Niemniej dorobek PiS wydaje się imponujący, jeśli wziąć pod uwagę najważniejsze cele tego ugrupowania, deklarowane przed wyborami. Na pewno nie można zarzucić PiS, jak to czynią niektórzy, iż nie wypełnił żadnej obietnicy. Trzeba tylko pamiętać, jakie te cele były. W programie wyborczym PiS z 2005 r. pierwsze kwestie gospodarcze pojawiły się dopiero na 54 stronie dokumentu. Można tam znaleźć zdanie samego prezesa partii: „Dopiero silne, sprawne, nie marnotrawiące publicznego grosza państwo będzie mogło rozwiązać podstawowe problemy Polaków i odsunąć zagrożenia stojące przed naszym narodem”. To wyraźna hierarchia celów, wskazująca, że przed opanowaniem wszystkich instytucji państwa jakakolwiek reforma gospodarki nie ma sensu, ponieważ zmiany będą bojkotowane przez stary porządek i tym samym nieskuteczne. W domyśle – PiS dałby się w ten sposób wrobić, a jest na to za sprytny.

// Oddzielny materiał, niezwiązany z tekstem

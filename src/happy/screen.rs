//! Save/reset workflow behind the server settings screen.
//!
//! The screen never renders anything itself. A front end feeds it user
//! actions, runs the probe it asks for, and draws whatever [`ScreenState`]
//! says.

use log::{debug, info, warn};

use crate::happy::{
    ErrorKind, KeyValueStore, Prober, ServerConfig, ServerUrlError, StoreError, validate_syntax,
};

/// Action waiting for the user's yes/no.
#[derive(Debug, Clone, PartialEq, Eq)]
pub enum Confirmation {
    Save(String),
    Reset,
}

#[derive(Debug, Clone, PartialEq, Eq)]
pub enum ScreenState {
    Idle { error: Option<ErrorKind> },
    Probing { url: String },
    ConfirmPending(Confirmation),
}

/// Ticket for one probe. Results carrying an outdated ticket are dropped.
#[derive(Debug, Clone, PartialEq, Eq)]
pub struct ProbeRequest {
    url: String,
    generation: u64,
}

impl ProbeRequest {
    pub fn url(&self) -> &str {
        &self.url
    }
}

pub struct SettingsScreen<S> {
    config: ServerConfig<S>,
    input: String,
    state: ScreenState,
    generation: u64,
}

impl<S: KeyValueStore> SettingsScreen<S> {
    /// Opens the screen, pre-filling the field only when a custom server is in use.
    pub fn new(config: ServerConfig<S>) -> Self {
        let input = if config.is_using_custom_server() {
            config.effective_url()
        } else {
            String::new()
        };

        Self {
            config,
            input,
            state: ScreenState::Idle { error: None },
            generation: 0,
        }
    }

    pub fn config(&self) -> &ServerConfig<S> {
        &self.config
    }

    pub fn input(&self) -> &str {
        &self.input
    }

    /// Edits the URL field. Any error on display is cleared. The field is
    /// read-only while a probe is outstanding.
    pub fn set_input(&mut self, text: impl Into<String>) {
        if self.is_busy() {
            debug!("Ignoring edit while probing");
            return;
        }

        self.input = text.into();
        if let ScreenState::Idle { error } = &mut self.state {
            *error = None;
        }
    }

    pub fn state(&self) -> &ScreenState {
        &self.state
    }

    pub fn error(&self) -> Option<ErrorKind> {
        match self.state {
            ScreenState::Idle { error } => error,
            _ => None,
        }
    }

    /// True while a probe is outstanding; the save action must be disabled.
    pub fn is_busy(&self) -> bool {
        matches!(self.state, ScreenState::Probing { .. })
    }

    pub fn is_using_custom_server(&self) -> bool {
        self.config.is_using_custom_server()
    }

    /// Starts saving `candidate`.
    ///
    /// Returns the probe to run when the URL is syntactically valid. Returns
    /// `None` when validation failed (the error is now on display) or when the
    /// screen is not idle.
    pub fn submit(&mut self, candidate: impl Into<String>) -> Option<ProbeRequest> {
        if !matches!(self.state, ScreenState::Idle { .. }) {
            warn!("Ignoring submit while screen is {:?}", self.state);
            return None;
        }

        self.input = candidate.into();
        debug!("Submitting server URL {:?}", self.input);

        if let Err(e) = validate_syntax(&self.input) {
            info!("Server URL rejected: {}", e);
            self.state = ScreenState::Idle {
                error: Some(e.kind()),
            };
            return None;
        }

        self.generation += 1;
        let url = self.input.trim().to_string();
        self.state = ScreenState::Probing { url: url.clone() };

        Some(ProbeRequest {
            url,
            generation: self.generation,
        })
    }

    /// Applies a probe result. Returns false when the result was stale and ignored.
    pub fn probe_finished(
        &mut self,
        request: ProbeRequest,
        outcome: Result<(), ServerUrlError>,
    ) -> bool {
        let current = matches!(
            &self.state,
            ScreenState::Probing { url } if *url == request.url
        );
        if request.generation != self.generation || !current {
            debug!("Dropping stale probe result for {}", request.url);
            return false;
        }

        self.state = match outcome {
            Ok(()) => ScreenState::ConfirmPending(Confirmation::Save(request.url)),
            Err(e) => {
                warn!("Server check for {} failed: {}", request.url, e);
                ScreenState::Idle {
                    error: Some(e.kind()),
                }
            }
        };
        true
    }

    /// Validates, probes and, on success, leaves the screen waiting for confirmation.
    ///
    /// Returns true when a confirmation is now pending.
    pub async fn save(&mut self, candidate: impl Into<String>, prober: &Prober) -> bool {
        let Some(request) = self.submit(candidate) else {
            return false;
        };

        let outcome = prober.probe(request.url()).await;
        self.probe_finished(request, outcome);
        matches!(self.state, ScreenState::ConfirmPending(_))
    }

    /// Asks to clear the override. Only possible from idle.
    pub fn request_reset(&mut self) -> bool {
        if !matches!(self.state, ScreenState::Idle { .. }) {
            warn!("Ignoring reset request while screen is {:?}", self.state);
            return false;
        }

        self.state = ScreenState::ConfirmPending(Confirmation::Reset);
        true
    }

    /// Carries out the pending action, then returns to idle.
    ///
    /// A failed write still returns the screen to idle and is handed back to
    /// the caller.
    pub fn confirm(&mut self) -> Result<(), StoreError> {
        let confirmation = match std::mem::replace(&mut self.state, ScreenState::Idle { error: None }) {
            ScreenState::ConfirmPending(confirmation) => confirmation,
            other => {
                debug!("Nothing to confirm");
                self.state = other;
                return Ok(());
            }
        };

        match confirmation {
            Confirmation::Save(url) => self.config.set_custom_url(Some(&url)),
            Confirmation::Reset => {
                self.config.set_custom_url(None)?;
                self.input.clear();
                Ok(())
            }
        }
    }

    pub fn decline(&mut self) {
        if let ScreenState::ConfirmPending(confirmation) = &self.state {
            info!("User declined {:?}", confirmation);
            self.state = ScreenState::Idle { error: None };
        }
    }

    /// The user navigated away. A probe still in flight will be ignored.
    pub fn leave(&mut self) {
        self.generation += 1;
        self.state = ScreenState::Idle { error: None };
    }
}
use crate::{
    cli::{Cli, Commands},
    commands,
};
use anyhow::Result;
use clap::Parser;
use env_logger::Builder;
use happy_server_settings::happy::{FileStore, STORE_NAMESPACE, ServerConfig};
use log::{LevelFilter, debug};
use std::io::Write;

pub async fn run() -> Result<()> {
    let cli = Cli::parse();
    init_logging(&cli.log_level, cli.log_timestamp);

    let config_dir = cli.config_dir.clone().unwrap_or_else(FileStore::default_dir);
    let store = FileStore::new(&config_dir, STORE_NAMESPACE);
    debug!("Using server config store {:?}", store.path());

    let config = ServerConfig::new(store);
    if let Some(build_default) = config.build_default() {
        debug!("Build-time default server: {}", build_default);
    }

    match cli.command {
        Commands::Show { json } => commands::show::run(&config, json),
        Commands::Check { url } => commands::check::run(&config, url).await,
        Commands::Set { url, yes } => commands::set::run(config, url, yes).await,
        Commands::Reset { yes } => commands::reset::run(config, yes),
    }
}

/// Level names are matched case-insensitively; anything unknown means `info`.
fn parse_level(log_level: &str) -> LevelFilter {
    log_level.parse().unwrap_or(LevelFilter::Info)
}

fn init_logging(log_level: &str, log_timestamp: bool) {
    let mut builder = Builder::new();
    builder.filter_level(parse_level(log_level));
    builder.format(move |buf, record| {
        if log_timestamp {
            write!(buf, "{} ", chrono::Local::now().format("%Y-%m-%d %H:%M:%S"))?;
        }
        writeln!(buf, "[{}] - {}", record.level(), record.args())
    });

    let _ = builder.try_init();
}

#[cfg(test)]
mod tests {
    use super::*;

    #[test]
    fn log_levels_parse() {
        assert_eq!(parse_level("debug"), LevelFilter::Debug);
        assert_eq!(parse_level("WARN"), LevelFilter::Warn);
        assert_eq!(parse_level("off"), LevelFilter::Off);
        assert_eq!(parse_level("chatty"), LevelFilter::Info);
    }
}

Zarzucanie PiS, że oprócz rozwiązania WSI, utworzenia CBA, opanowania mediów publicznych, obsadzenia swoim prezesem IPN, chwycenia mocną partyjną ręką urzędników, policji, wymiaru sprawiedliwości i służb specjalnych, trudno znaleźć inne realne efekty działań nowej władzy, jest niesprawiedliwe.